A vulnerability found on the Ethereum-based GasToken could’ve seen malicious actors take advantage of it to drain cryptocurrency exchanges’ hot wallets, or even mint new tokens to make a profit.
According to a recently published disclosure, first reported on by The Next Web, the bug affects mainly cryptocurrency exchanges that don’t set gas usage limits on withdrawals. Once a malicious actor withdrew the tokens, he could make exchanges pay large amounts in gas fees to drain its wallets. As the disclosure explains:
In the simplest exploit scenario, Alice runs an exchange, which Bob wants to harm. Bob can initiate withdrawals to a contract address he controls with a computationally intensive fallback function. If Alice has neglected to set a reasonable gas limit, she will pay transaction fees out of her hot wallet. Given enough transactions, Bob can drain Alice’s funds.
If cryptocurrency exchanges don’t enforce know-your-customer (KYC) checks, it adds, a malicious actor could even circumvent withdrawal limits. More sophisticated actors could implement a “tax” on transactions and create new tokens for a profit.

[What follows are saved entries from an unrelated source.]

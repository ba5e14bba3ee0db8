mod agent;
pub mod algorithms;
pub mod model_manager;
pub mod networks;
mod random;
pub mod state_encoding;

pub use agent::{
    Acted, Agent, AgentConfig, AgentMode, ObsPreprocessor, Policy, PostTransitionHook, Trainer,
    Transition, UpdateMetrics,
};
pub use algorithms::{DqnConfig, DqnTrainer, GreedyServingPolicy, QFunction, SoftmaxPolicy};
pub use model_manager::{DiscreteDqnManager, ModelManager, ModelManagerUnion, RewardOptions};
pub use networks::{QNetwork, QNetworkConfig};
pub use random::RandomPolicy;
//! Observation-space normalization descriptors and the dense feature
//! preprocessor that applies them.

use std::collections::BTreeMap;

use serde::{Deserialize, Serialize};

use crate::env::ObservationSpace;
use crate::error::EnvError;

/// Normalized features are clamped to `[-MAX_FEATURE_VALUE, MAX_FEATURE_VALUE]`.
pub const MAX_FEATURE_VALUE: f32 = 6.0;

/// Key of the state features in a [`NormalizationDataMap`].
pub const STATE_KEY: &str = "state";

/// Continuous feature: standardized with `mean` and `stddev`, then clamped.
#[derive(Debug, Clone, PartialEq, Serialize, Deserialize)]
pub struct NormalizationParameters {
    pub mean: f32,
    pub stddev: f32,
    pub min_value: Option<f32>,
    pub max_value: Option<f32>,
}

/// Per-feature normalization, keyed by feature id.
#[derive(Debug, Clone, PartialEq, Default, Serialize, Deserialize)]
pub struct NormalizationData {
    pub dense_normalization_parameters: BTreeMap<usize, NormalizationParameters>,
}

pub type NormalizationDataMap = BTreeMap<String, NormalizationData>;

/// Continuous normalization (mean 0, stddev 1) for every feature id, keeping
/// the finite bounds of the space for reference.
pub fn only_continuous_normalizer(
    feature_ids: &[usize],
    low: &[f32],
    high: &[f32],
) -> BTreeMap<usize, NormalizationParameters> {
    let finite = |v: f32| (v.is_finite() && v.abs() < f32::MAX).then_some(v);
    feature_ids
        .iter()
        .map(|&id| {
            let params = NormalizationParameters {
                mean: 0.0,
                stddev: 1.0,
                min_value: low.get(id).copied().and_then(finite),
                max_value: high.get(id).copied().and_then(finite),
            };
            (id, params)
        })
        .collect()
}

/// Derive the normalization descriptor for an observation space.
///
/// A one-dimensional box yields continuous normalization for every element.
/// A dictionary space is treated as an opaque image-like observation and
/// yields `None`. Anything else is unsupported.
pub fn build_normalizer(space: &ObservationSpace) -> Result<Option<NormalizationDataMap>, EnvError> {
    match space {
        ObservationSpace::Box { low, high, shape } => {
            if shape.len() != 1 {
                return Err(EnvError::UnsupportedSpace(format!(
                    "Box with shape {shape:?} (only 1-D boxes are supported)"
                )));
            }
            let ids: Vec<usize> = (0..shape[0]).collect();
            let mut map = NormalizationDataMap::new();
            map.insert(
                STATE_KEY.to_string(),
                NormalizationData {
                    dense_normalization_parameters: only_continuous_normalizer(&ids, low, high),
                },
            );
            Ok(Some(map))
        }
        ObservationSpace::Dict(_) => Ok(None),
        ObservationSpace::Discrete(n) => Err(EnvError::UnsupportedSpace(format!("Discrete({n})"))),
    }
}

/// Applies [`NormalizationParameters`] to dense feature rows.
#[derive(Debug, Clone)]
pub struct Preprocessor {
    parameters: Vec<NormalizationParameters>,
}

impl Preprocessor {
    /// Feature ids must be contiguous from zero.
    pub fn new(data: &NormalizationData) -> Result<Self, String> {
        let params = &data.dense_normalization_parameters;
        for (expected, id) in params.keys().enumerate() {
            if *id != expected {
                return Err(format!("feature ids must be 0..{}, found {id}", params.len()));
            }
        }
        Ok(Preprocessor {
            parameters: params.values().cloned().collect(),
        })
    }

    pub fn num_features(&self) -> usize {
        self.parameters.len()
    }

    /// Normalize `values` (one or more rows of `num_features`). Features whose
    /// presence is zero come out as zero.
    pub fn apply(&self, values: &[f32], presence: &[f32]) -> Result<Vec<f32>, String> {
        let width = self.parameters.len();
        if values.len() != presence.len() {
            return Err(format!(
                "values ({}) and presence ({}) differ in length",
                values.len(),
                presence.len()
            ));
        }
        if width == 0 || values.len() % width != 0 {
            return Err(format!(
                "expected rows of {width} features, got {} values",
                values.len()
            ));
        }

        let out = values
            .iter()
            .zip(presence)
            .enumerate()
            .map(|(i, (&v, &p))| {
                if p == 0.0 {
                    return 0.0;
                }
                let params = &self.parameters[i % width];
                ((v - params.mean) / params.stddev).clamp(-MAX_FEATURE_VALUE, MAX_FEATURE_VALUE)
            })
            .collect();
        Ok(out)
    }

    /// Normalize rows that are fully present.
    pub fn apply_dense(&self, values: &[f32]) -> Result<Vec<f32>, String> {
        self.apply(values, &vec![1.0; values.len()])
    }
}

Notably, the bug seemingly only affects those that initiate Ethereum transactions, and not those who process them. As such, decentralized cryptocurrency exchanges like ForkDelta and “other smart-contract-based exchanges [that] process transactions initiated by users” are not affected.
It’s currently unclear how many exchanges were affected by the bug, if any. The researchers that caught it privately disclosed the vulnerability, which was found at the end of October, before making it public, and contacted all possibly affected exchanges.
To secure their funds, exchanges were told to “implement reasonable gas limits” on withdrawals. The researchers also advised potentially affected platforms to review their logs as “attackers may have co-discovered this vulnerability.” Other blockchains, including that of Ethereum Classic and EOS, may have similar issues, they noted.
The researchers then suggested additional safety measures:
In the long term, contracts that implement ERC721, ERC777, and ERC677 should put restrictions on gas usage when making calls to unknown addresses. Alternatively, the front-end of decentralized applications that use these contracts can warn users when an unusually large amount of gas is being used.
As The Next Web points out this is notably not the first critical bug discovered so far this year. As CryptoGlobe covered, a smart contract vulnerability that allowed users of cryptocurrency exchange Coinbase to theoretically give themselves unlimited Ethereum was fixed back in March.
Similarly, Monero’s developers fixed a bug that could potentially have seen users lose or double spend funds back in September. The vulnerability, known as “burning bug,” could have seen an attacker destroy XMR in an organization’s wallet.